Publié le 02 mai 2013 par Rolandlabregere

C’est l’affaire qui tombe mal. Après la tornade Cahusac et les aigreurs vis-à-vis de l’Allemagne qui déclenche les réactions outrées des boutefeux de l’opposition, voilà le Mur des cons. La même opposition voit dans ce Mur inédit, « un pilori judiciaire ». Les photos de nombreuses personnalités bien en vues sont affichées sur ce Mur, façon  Facebook retro dans le local privé du Syndicat de la magistrature.

Dans un pays où les murs sont réputés avoir en même temps la parole et des oreilles, que l’un d’entre eux affiche des photos qui épinglent quelques ténors dont certains ne se privent pas d’outrer leur parole relève d’une saine pratique démocratique. Elle démontre que pour être magistrat on n’en n’est pas moins citoyen doté de la capacité de dérision.

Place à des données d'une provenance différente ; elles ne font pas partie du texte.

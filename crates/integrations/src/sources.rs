//! Items and zip-metadata sources, over HTTP or from memory.

use std::collections::HashMap;
use std::time::Duration;

use async_trait::async_trait;
use serde::de::DeserializeOwned;
use tracing::debug;
use url::Url;

use funnel_core::collaborators::{ItemsSource, ZipMetadataSource};
use funnel_core::config::DataSourceConfig;
use funnel_core::types::{ItemsResponse, PostalCode, ZipMetadata};
use funnel_core::{DataFetchError, FunnelError, FunnelResult};

/// Shared HTTP plumbing for the JSON data endpoints.
#[derive(Clone)]
struct JsonEndpoint {
    client: reqwest::Client,
    base_url: Url,
    name: &'static str,
}

impl JsonEndpoint {
    fn new(config: &DataSourceConfig, name: &'static str) -> FunnelResult<Self> {
        let mut base_url = Url::parse(&config.base_url)
            .map_err(|e| FunnelError::Config(format!("invalid data.base_url: {e}")))?;
        if !base_url.path().ends_with('/') {
            let path = format!("{}/", base_url.path());
            base_url.set_path(&path);
        }
        let client = reqwest::Client::builder()
            .timeout(Duration::from_millis(config.timeout_ms))
            .build()
            .map_err(|e| FunnelError::Config(e.to_string()))?;
        Ok(Self {
            client,
            base_url,
            name,
        })
    }

    fn url(&self, path: &str) -> Result<Url, DataFetchError> {
        self.base_url
            .join(path)
            .map_err(|e| self.transport_error(e.to_string()))
    }

    fn transport_error(&self, message: String) -> DataFetchError {
        DataFetchError::Transport {
            source_name: self.name.to_string(),
            message,
        }
    }

    async fn get<T: DeserializeOwned>(&self, url: Url) -> Result<T, DataFetchError> {
        debug!(source = self.name, url = %url, "Fetching");
        let response = self
            .client
            .get(url)
            .header(reqwest::header::CACHE_CONTROL, "no-store")
            .send()
            .await
            .map_err(|e| self.transport_error(e.to_string()))?;

        let status = response.status();
        if !status.is_success() {
            return Err(DataFetchError::Status {
                source_name: self.name.to_string(),
                status: status.as_u16(),
            });
        }

        response.json::<T>().await.map_err(|e| DataFetchError::Decode {
            source_name: self.name.to_string(),
            message: e.to_string(),
        })
    }
}

/// `GET {base}/api/items?zip=<zip>`
pub struct HttpItemsSource {
    endpoint: JsonEndpoint,
}

impl HttpItemsSource {
    pub fn new(config: &DataSourceConfig) -> FunnelResult<Self> {
        Ok(Self {
            endpoint: JsonEndpoint::new(config, "items")?,
        })
    }

    pub fn items_url(&self, zip: &PostalCode) -> Result<Url, DataFetchError> {
        let mut url = self.endpoint.url("api/items")?;
        url.query_pairs_mut().append_pair("zip", zip.as_str());
        Ok(url)
    }
}

#[async_trait]
impl ItemsSource for HttpItemsSource {
    async fn fetch_items(&self, zip: &PostalCode) -> Result<ItemsResponse, DataFetchError> {
        let url = self.items_url(zip)?;
        self.endpoint.get(url).await
    }
}

/// `GET {base}/api/zip/<zip>`
pub struct HttpZipSource {
    endpoint: JsonEndpoint,
}

impl HttpZipSource {
    pub fn new(config: &DataSourceConfig) -> FunnelResult<Self> {
        Ok(Self {
            endpoint: JsonEndpoint::new(config, "zip")?,
        })
    }

    pub fn zip_url(&self, zip: &PostalCode) -> Result<Url, DataFetchError> {
        self.endpoint.url(&format!("api/zip/{zip}"))
    }
}

#[async_trait]
impl ZipMetadataSource for HttpZipSource {
    async fn fetch_metadata(&self, zip: &PostalCode) -> Result<ZipMetadata, DataFetchError> {
        let url = self.zip_url(zip)?;
        self.endpoint.get(url).await
    }
}

/// Fixed items per postal code. Unknown codes get an empty response.
#[derive(Debug, Clone, Default)]
pub struct StaticItemsSource {
    by_zip: HashMap<String, ItemsResponse>,
}

impl StaticItemsSource {
    pub fn new() -> Self {
        Self::default()
    }

    pub fn with_items(mut self, zip: &str, items: ItemsResponse) -> Self {
        self.by_zip.insert(zip.to_string(), items);
        self
    }
}

#[async_trait]
impl ItemsSource for StaticItemsSource {
    async fn fetch_items(&self, zip: &PostalCode) -> Result<ItemsResponse, DataFetchError> {
        Ok(self.by_zip.get(zip.as_str()).cloned().unwrap_or_default())
    }
}

/// Fixed metadata per postal code. Unknown codes report a 404.
#[derive(Debug, Clone, Default)]
pub struct StaticZipSource {
    by_zip: HashMap<String, ZipMetadata>,
}

impl StaticZipSource {
    pub fn new() -> Self {
        Self::default()
    }

    pub fn with_metadata(mut self, zip: &str, metadata: ZipMetadata) -> Self {
        self.by_zip.insert(zip.to_string(), metadata);
        self
    }
}

#[async_trait]
impl ZipMetadataSource for StaticZipSource {
    async fn fetch_metadata(&self, zip: &PostalCode) -> Result<ZipMetadata, DataFetchError> {
        self.by_zip
            .get(zip.as_str())
            .cloned()
            .ok_or_else(|| DataFetchError::Status {
                source_name: "zip".to_string(),
                status: 404,
            })
    }
}
pub mod collaborators;
pub mod config;
pub mod error;
pub mod event_bus;
pub mod types;

pub use config::AppConfig;
pub use error::{DataFetchError, FunnelError, FunnelResult, RelayError, ValidationError};
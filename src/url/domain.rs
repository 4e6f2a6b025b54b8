use crate::config::HostScope;
use std::net::IpAddr;
use url::Url;

/// Extracts the domain from a URL
///
/// This function retrieves the host portion of a URL and converts it to lowercase.
/// If the URL has no host (which shouldn't happen for valid HTTP(S) URLs), it returns None.
///
/// # Examples
///
/// ```
/// use url::Url;
/// use sitemap_crawler::url::extract_domain;
///
/// let url = Url::parse("https://EXAMPLE.COM/path").unwrap();
/// assert_eq!(extract_domain(&url), Some("example.com".to_string()));
/// ```
pub fn extract_domain(url: &Url) -> Option<String> {
    url.host_str().map(|h| h.to_lowercase())
}

/// Checks whether `candidate` belongs to the same site as `seed_host`
///
/// Both hosts are expected to be lowercase.
///
/// - [`HostScope::Exact`]: the hosts must be equal.
/// - [`HostScope::Subdomains`]: a leading `www.` is ignored on both sides and
///   any subdomain of the seed host is accepted as well.
/// - [`HostScope::RegistrableDomain`]: both hosts must share a registrable
///   domain per the public suffix list. IP addresses only match themselves;
///   hosts without a registrable domain (`localhost`) fall back to the
///   subdomain rule.
///
/// # Examples
///
/// ```
/// use sitemap_crawler::config::HostScope;
/// use sitemap_crawler::url::host_in_scope;
///
/// let scope = HostScope::RegistrableDomain;
/// assert!(host_in_scope("blog.example.co.uk", "shop.example.co.uk", scope));
/// assert!(!host_in_scope("alice.github.io", "bob.github.io", scope));
/// ```
pub fn host_in_scope(seed_host: &str, candidate: &str, scope: HostScope) -> bool {
    match scope {
        HostScope::Exact => candidate == seed_host,
        HostScope::Subdomains => is_same_or_subdomain(seed_host, candidate),
        HostScope::RegistrableDomain => {
            if is_ip_literal(seed_host) || is_ip_literal(candidate) {
                return candidate == seed_host;
            }
            match (registrable_domain(seed_host), registrable_domain(candidate)) {
                (Some(seed), Some(other)) => seed == other,
                _ => is_same_or_subdomain(seed_host, candidate),
            }
        }
    }
}

/// The registrable domain of a host (`example.co.uk` for `www.example.co.uk`)
///
/// Returns None for IP literals and for hosts that are themselves a public
/// suffix or have no known suffix.
pub fn registrable_domain(host: &str) -> Option<&str> {
    if is_ip_literal(host) {
        return None;
    }
    let host = host.trim_end_matches('.');
    psl::domain_str(host).filter(|domain| domain.contains('.'))
}

fn is_same_or_subdomain(seed_host: &str, candidate: &str) -> bool {
    let base = strip_www(seed_host);
    let candidate = strip_www(candidate);
    candidate == base || candidate.ends_with(&format!(".{}", base))
}

fn is_ip_literal(host: &str) -> bool {
    host.starts_with('[') || host.parse::<IpAddr>().is_ok()
}

fn strip_www(host: &str) -> &str {
    host.strip_prefix("www.").unwrap_or(host)
}
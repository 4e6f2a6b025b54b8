use crate::UrlError;
use url::Url;

/// Normalizes an absolute URL into its canonical (deduplication key) form
///
/// # Normalization Steps
///
/// 1. Reject anything that is not http or https
/// 2. Lowercase the scheme and host
/// 3. Drop the port when it is the scheme's default
/// 4. Collapse duplicate slashes in the path (dot segments are already
///    resolved by the parser)
/// 5. Remove the fragment
/// 6. Remove an empty query string (trailing `?`)
///
/// Applying this function to its own output returns the same URL.
///
/// # Examples
///
/// ```
/// use sitemap_crawler::url::normalize_url;
/// use url::Url;
///
/// let url = Url::parse("HTTP://Example.COM:80//a//b?#top").unwrap();
/// assert_eq!(normalize_url(url).unwrap().as_str(), "http://example.com/a/b");
/// ```
pub fn normalize_url(mut url: Url) -> Result<Url, UrlError> {
    if url.scheme() != "http" && url.scheme() != "https" {
        return Err(UrlError::InvalidScheme(url.scheme().to_string()));
    }

    let host = url.host_str().ok_or(UrlError::MissingDomain)?.to_lowercase();
    if host.is_empty() {
        return Err(UrlError::MissingDomain);
    }
    url.set_host(Some(&host))
        .map_err(|e| UrlError::Parse(format!("Failed to set host: {}", e)))?;

    if url.port().is_some() && url.port() == default_port(url.scheme()) {
        // Only fails for cannot-be-a-base URLs, which http(s) never are
        let _ = url.set_port(None);
    }

    let path = collapse_slashes(url.path());
    url.set_path(&path);

    url.set_fragment(None);

    if url.query() == Some("") {
        url.set_query(None);
    }

    Ok(url)
}

fn default_port(scheme: &str) -> Option<u16> {
    match scheme {
        "http" => Some(80),
        "https" => Some(443),
        _ => None,
    }
}

/// Replaces every run of `/` in a path with a single `/`
fn collapse_slashes(path: &str) -> String {
    let mut result = String::with_capacity(path.len());
    let mut previous_slash = false;

    for c in path.chars() {
        if c == '/' {
            if !previous_slash {
                result.push(c);
            }
            previous_slash = true;
        } else {
            result.push(c);
            previous_slash = false;
        }
    }

    if result.is_empty() {
        result.push('/');
    }
    result
}
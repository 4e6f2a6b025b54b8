//! Run statistics
//!
//! This module collects the per-status counts of a finished crawl and prints
//! them in a readable block at the end of a run.

use crate::state::UrlStatus;
use std::collections::HashMap;
use std::time::Duration;

/// Crawl statistics summary
#[derive(Debug, Clone, Default)]
pub struct CrawlStatistics {
    /// Total number of URLs recorded (every status)
    pub total_urls: usize,

    /// Count of URL records by status
    pub urls_by_status: HashMap<UrlStatus, usize>,

    /// Entries written to the sitemap, after canonical-link deduplication
    pub sitemap_entries: usize,

    /// Number of XML sitemap files (not counting the index)
    pub sitemap_files: usize,

    /// Deepest crawl depth among the sitemap entries
    pub max_depth_reached: u32,

    /// Page requests started, per host
    pub requests_by_host: HashMap<String, u32>,

    /// Wall-clock duration of the crawl
    pub elapsed: Duration,
}

impl CrawlStatistics {
    /// Number of records with the given status
    pub fn count(&self, status: UrlStatus) -> usize {
        self.urls_by_status.get(&status).copied().unwrap_or(0)
    }

    /// Total page requests across hosts
    pub fn total_requests(&self) -> u32 {
        self.requests_by_host.values().sum()
    }

    /// Share of fetched URLs that ended up included, as a percentage
    pub fn success_rate(&self) -> f64 {
        let fetched = self.count(UrlStatus::Included) + self.count(UrlStatus::Failed);
        if fetched == 0 {
            return 0.0;
        }
        (self.count(UrlStatus::Included) as f64 / fetched as f64) * 100.0
    }
}

/// Prints statistics to stdout in a formatted manner
///
/// # Arguments
///
/// * `stats` - The statistics to display
pub fn print_statistics(stats: &CrawlStatistics) {
    println!("=== Crawl Statistics ===\n");

    println!("Overview:");
    println!("  Total URLs recorded: {}", stats.total_urls);
    println!("  Sitemap entries: {}", stats.sitemap_entries);
    println!("  Sitemap files: {}", stats.sitemap_files);
    println!("  Deepest level: {}", stats.max_depth_reached);
    println!("  Requests made: {}", stats.total_requests());
    println!("  Elapsed: {:.1}s", stats.elapsed.as_secs_f64());
    println!();

    println!("URLs by Status:");
    for status in UrlStatus::all() {
        let count = stats.count(status);
        if count == 0 {
            continue;
        }
        let percentage = if stats.total_urls > 0 {
            (count as f64 / stats.total_urls as f64) * 100.0
        } else {
            0.0
        };
        println!("  {}: {} ({:.1}%)", status, count, percentage);
    }
    println!();

    println!(
        "Success Rate: {:.1}% ({} / {} fetched URLs included)",
        stats.success_rate(),
        stats.count(UrlStatus::Included),
        stats.count(UrlStatus::Included) + stats.count(UrlStatus::Failed)
    );
}
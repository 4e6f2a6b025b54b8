//! Politeness layer: robots.txt gating and request throttling
//!
//! This module handles:
//! - Per-origin robots.txt rules (fetched once, cached for the run)
//! - A global token-bucket limiter at `requests_per_second`
//! - Global concurrency limiting via a semaphore
//! - Per-host spacing when robots.txt declares a crawl-delay longer than the
//!   token interval

use crate::config::Config;
use crate::robots::RobotsCache;
use crate::state::DomainState;
use reqwest::Client;
use std::collections::HashMap;
use std::sync::{Arc, Mutex, PoisonError};
use std::time::{Duration, Instant};
use tokio::sync::{OwnedSemaphorePermit, Semaphore};
use url::Url;

/// Token bucket shared by every worker
///
/// Capacity equals the configured rate (at least one token); tokens refill
/// continuously and [`RateBudget::acquire`] blocks until one is available.
#[derive(Debug)]
pub struct RateBudget {
    capacity: f64,
    per_second: f64,
    bucket: tokio::sync::Mutex<Bucket>,
}

#[derive(Debug)]
struct Bucket {
    tokens: f64,
    last_refill: Instant,
}

impl RateBudget {
    pub fn new(requests_per_second: f64) -> Self {
        let capacity = requests_per_second.max(1.0);
        Self {
            capacity,
            per_second: requests_per_second,
            bucket: tokio::sync::Mutex::new(Bucket {
                tokens: capacity,
                last_refill: Instant::now(),
            }),
        }
    }

    /// Time between two tokens at the steady rate
    pub fn token_interval(&self) -> Duration {
        Duration::from_secs_f64(1.0 / self.per_second)
    }

    /// Waits until a token is available and takes it
    pub async fn acquire(&self) {
        loop {
            let wait = {
                let mut bucket = self.bucket.lock().await;
                let now = Instant::now();
                let elapsed = now.duration_since(bucket.last_refill).as_secs_f64();
                bucket.tokens = (bucket.tokens + elapsed * self.per_second).min(self.capacity);
                bucket.last_refill = now;

                if bucket.tokens >= 1.0 {
                    bucket.tokens -= 1.0;
                    return;
                }

                Duration::from_secs_f64((1.0 - bucket.tokens) / self.per_second)
            };

            tracing::trace!("Rate budget exhausted, waiting {:?}", wait);
            tokio::time::sleep(wait).await;
        }
    }
}

/// Outcome of the robots.txt check for a URL
#[derive(Debug, Clone, Copy, PartialEq, Eq)]
pub enum Permit {
    Allowed,
    Denied,
}

/// Held for the duration of one fetch; releases the concurrency slot on drop
#[derive(Debug)]
pub struct ThrottlePermit {
    _slot: OwnedSemaphorePermit,
}

/// Politeness gate shared by all crawl workers
///
/// The politeness layer coordinates:
/// - Robots.txt decisions (`permit`)
/// - Global concurrency limits (max in-flight fetches)
/// - The global request rate
/// - Crawl-delay spacing per host
#[derive(Debug)]
pub struct Politeness {
    robots: RobotsCache,
    budget: RateBudget,
    in_flight: Arc<Semaphore>,
    hosts: Mutex<HashMap<String, DomainState>>,
}

impl Politeness {
    /// Creates the politeness layer
    ///
    /// # Arguments
    ///
    /// * `client` - HTTP client used for robots.txt requests
    /// * `config` - The crawler configuration
    pub fn new(client: Client, config: &Config) -> Self {
        Self {
            robots: RobotsCache::new(client, Duration::from_secs(config.robots_timeout_secs)),
            budget: RateBudget::new(config.requests_per_second),
            in_flight: Arc::new(Semaphore::new(config.max_concurrent_requests)),
            hosts: Mutex::new(HashMap::new()),
        }
    }

    /// Checks the URL against the robots.txt rules of its origin
    ///
    /// The first call for an origin fetches robots.txt.
    pub async fn permit(&self, url: &Url) -> Permit {
        let robots = self.robots.policy_for(url).await;

        let mut target = url.path().to_string();
        if let Some(query) = url.query() {
            target.push('?');
            target.push_str(query);
        }

        if robots.policy.is_allowed(&target) {
            Permit::Allowed
        } else {
            Permit::Denied
        }
    }

    /// Waits for a concurrency slot, a rate token and (when robots.txt asks
    /// for it) the host's crawl-delay
    ///
    /// Returns `None` only if the concurrency semaphore was closed.
    pub async fn throttle(&self, url: &Url) -> Option<ThrottlePermit> {
        let slot = self.in_flight.clone().acquire_owned().await.ok()?;

        self.budget.acquire().await;

        let crawl_delay = self
            .robots
            .cached(url)
            .and_then(|robots| robots.policy.crawl_delay())
            .unwrap_or_default();
        let host = url.host_str().unwrap_or_default().to_string();

        let wait = {
            let mut hosts = self.hosts.lock().unwrap_or_else(PoisonError::into_inner);
            let state = hosts.entry(host.clone()).or_default();
            let now = Instant::now();
            if crawl_delay > self.budget.token_interval() {
                state.reserve(crawl_delay, now)
            } else {
                state.record_request(now);
                Duration::ZERO
            }
        };

        if !wait.is_zero() {
            tracing::debug!("Crawl-delay for {}: waiting {:?}", host, wait);
            tokio::time::sleep(wait).await;
        }

        Some(ThrottlePermit { _slot: slot })
    }

    /// Number of requests started per host
    pub fn request_counts(&self) -> HashMap<String, u32> {
        let hosts = self.hosts.lock().unwrap_or_else(PoisonError::into_inner);
        hosts
            .iter()
            .map(|(host, state)| (host.clone(), state.request_count))
            .collect()
    }
}
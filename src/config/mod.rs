//! Configuration module for Sitemap-Crawler
//!
//! This module handles loading, parsing, and validating TOML configuration files.
//!
//! # Example
//!
//! ```no_run
//! use sitemap_crawler::config::load_config;
//! use std::path::Path;
//!
//! let config = load_config(Path::new("sitemap_config.toml")).unwrap();
//! println!("Crawler will use max depth: {}", config.max_depth);
//! ```

mod parser;
mod types;
mod validation;

// Re-export types
pub use types::{Config, HostScope};

// Re-export parser functions
pub use parser::{
    compute_config_hash, load_config, load_config_or_default, load_config_with_hash,
    DEFAULT_CONFIG_PATH,
};
pub use validation::validate;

Cette dernière est une catégorie du sens de l’humour. Cette qualité est absente des offuscations des nommés et des affichés. Après tout, ces récipiendaires sont sélectionnés selon leurs prestations langagières. Leurs petites phrases déclenchent parfois l’hilarité sans d’ailleurs que celle-ci soit recherchée. Ce qui est dit est dit. Certains ne se privent pour dire haut et fort, devant un micro, ce que la décence devrait les inciter à évacuer dans la solitude d’un cabinet. Certains journaux décernent d’ailleurs régulièrement des félicitations aux auteurs des petites phrases les plus remarquables.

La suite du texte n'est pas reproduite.